Ben Ridgeway Ben Ridgeway
Sales Trader, Client Trading Services, Saxo Capital Markets
25 July 2015

What can PMIs tell us about the economy

A Purchasing Managers’ Index (PMI) may give an investor a unique insight into the health of a country's economy. Learn how...

​​​​​In this short explainer we look at what PMIs are, how investors may use them to interpret the health of the economy and help them make investment decisions.

What are PMIs?

Purchasing Managers' Indices are economic indicators derived from monthly surveys of private sector companies. The PMI index is based on five major indicators: new orders, inventory levels, production, supplier deliveries and the employment environment.

Why are PMIs important?

PMIs are used as part of central banks' decision-making process when it comes to monetary policy, as the U.S. Federal Reserve recently acknowledged.

PMIs are considered to be leading indicators unlike GDP, which is backward looking data. PMIs track not only a factual data-driven view of the economy, but they also gauge business confidence/sentiment.

The PMI reported in the monthly ISM Manufacturing survey is widely regarded as one of the leading indicators for assessing the state of the US economy. 

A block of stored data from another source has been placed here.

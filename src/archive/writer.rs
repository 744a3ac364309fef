//! Write-side orchestration of an archive
//!
//! The writer owns the archive control object and serializes metadata
//! records into the metadata log. There is exactly one writer per
//! archive and its methods take `&mut self`; nothing here locks.
//!
//! After a successful *full* instance-domain or label append the writer
//! pushes the new state into the metadata cache so in-process readers
//! see what the log now says. Delta records are the exception: this
//! layer cannot fold a delta into prior state, so cache maintenance for
//! deltas stays with the caller.

use crate::archive::control::{ArchiveControl, StreamKind, VolumeGateway};
use crate::archive::error::{ArchiveError, ArchiveResult};
use crate::archive::indom::{InDomKind, InDomRecord, Instance};
use crate::archive::labels::{LabelRecord, LabelScope, LabelSet};
use crate::archive::timestamp::Timestamp;
use crate::archive::tindex::{put_index, TiRecord};

/// The two callbacks of the in-memory metadata cache
///
/// Called by the writer after a successful full-record append. Folding
/// delta records into cached state is the caller's responsibility.
pub trait MetaCache {
    fn update_indom(&mut self, indom: u32, stamp: Timestamp, instances: &[Instance<'_>]);

    fn update_labels(
        &mut self,
        scope: LabelScope,
        ident: u32,
        stamp: Timestamp,
        sets: &[LabelSet],
    );
}

/// Cache for writers that keep metadata state elsewhere
pub struct NoCache;

impl MetaCache for NoCache {
    fn update_indom(&mut self, _: u32, _: Timestamp, _: &[Instance<'_>]) {}

    fn update_labels(&mut self, _: LabelScope, _: u32, _: Timestamp, _: &[LabelSet]) {}
}

/// Single writer of one archive
pub struct ArchiveWriter<C: MetaCache> {
    control: ArchiveControl,
    cache: C,
}

impl<C: MetaCache> ArchiveWriter<C> {
    pub fn new(control: ArchiveControl, cache: C) -> Self {
        Self { control, cache }
    }

    /// Append an instance-domain record to the metadata log. Full
    /// records update the cache; delta records do not (see [`MetaCache`]).
    pub fn put_indom(
        &mut self,
        stamp: Timestamp,
        indom: u32,
        kind: InDomKind,
        instances: &[Instance<'_>],
    ) -> ArchiveResult<()> {
        let record = InDomRecord {
            stamp,
            indom,
            kind,
            instances: instances.to_vec(),
        };
        let bytes = record.encode(self.control.version())?;
        self.append_meta(&bytes)?;
        tracing::debug!(
            indom,
            instances = instances.len(),
            delta = (kind == InDomKind::Delta),
            "logged instance domain"
        );
        if kind == InDomKind::Full {
            self.cache.update_indom(indom, stamp, instances);
        }
        Ok(())
    }

    /// Append a label record to the metadata log and update the cache
    pub fn put_labels(
        &mut self,
        stamp: Timestamp,
        scope: LabelScope,
        ident: u32,
        sets: Vec<LabelSet>,
    ) -> ArchiveResult<()> {
        let record = LabelRecord {
            stamp,
            scope,
            ident,
            sets,
        };
        let bytes = record.encode(self.control.version())?;
        self.append_meta(&bytes)?;
        tracing::debug!(%scope, ident, sets = record.sets.len(), "logged label sets");
        self.cache
            .update_labels(scope, ident, stamp, &record.sets);
        Ok(())
    }

    /// Append one temporal-index entry summarizing the current write
    /// positions. `None` stamps the entry with the current time.
    pub fn put_index(&mut self, stamp: Option<Timestamp>) -> ArchiveResult<TiRecord> {
        let version = self.control.version();
        put_index(&mut self.control, version, stamp)
    }

    /// Roll over to the next data volume and index the switch point so
    /// readers can find the new volume
    pub fn new_volume(&mut self, stamp: Timestamp) -> ArchiveResult<i32> {
        let volume = self.control.new_volume(stamp)?;
        self.put_index(Some(stamp))?;
        Ok(volume)
    }

    fn append_meta(&mut self, bytes: &[u8]) -> ArchiveResult<()> {
        let written = self.control.write(StreamKind::Meta, bytes)?;
        if written != bytes.len() {
            return Err(ArchiveError::Io(std::io::Error::new(
                std::io::ErrorKind::WriteZero,
                format!("short metadata write: {} of {} bytes", written, bytes.len()),
            )));
        }
        Ok(())
    }

    pub fn control(&self) -> &ArchiveControl {
        &self.control
    }

    pub fn control_mut(&mut self) -> &mut ArchiveControl {
        &mut self.control
    }

    pub fn cache(&self) -> &C {
        &self.cache
    }

    /// Flush every stream and close the archive
    pub fn close(self) -> ArchiveResult<()> {
        self.control.close()
    }
}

Which countries and industries do PMIs cover?​

PMIs are produced for around 30 countries, the most tracked include:

  • China
  • US
  • Germany
  • Euro area
  • Australia
  • UK

PMI data is not available across all industries, but you can find them for:

  • Manufacturing
  • Non-manufacturing
  • Services

What should I be looking for in PMIs?

The most important PMI number is 50. A reading of 50 or higher generally indicates that the industry is expanding.

Also, an index level higher than 42%, over time is considered the benchmark for economic (GDP) expansion.

Context matters

A PMI reading needs to be placed into context. If a country's manufacturing sector has a PMI reading of 51 but it's fallen from 54 over consecutive months; 51 could be viewed negatively.

In China, for instance, the manufacturing PMI has been above 50 for the last four readings. However, it has been on a downward curve since 2010, leading some economists to question if China's economy is in terminal decline.

The type of PMI in relation to the country should be considered too. For instance, the UK doesn't have a large manufacturing sector but does have a large financial centre, therefore more focus falls on services PMI.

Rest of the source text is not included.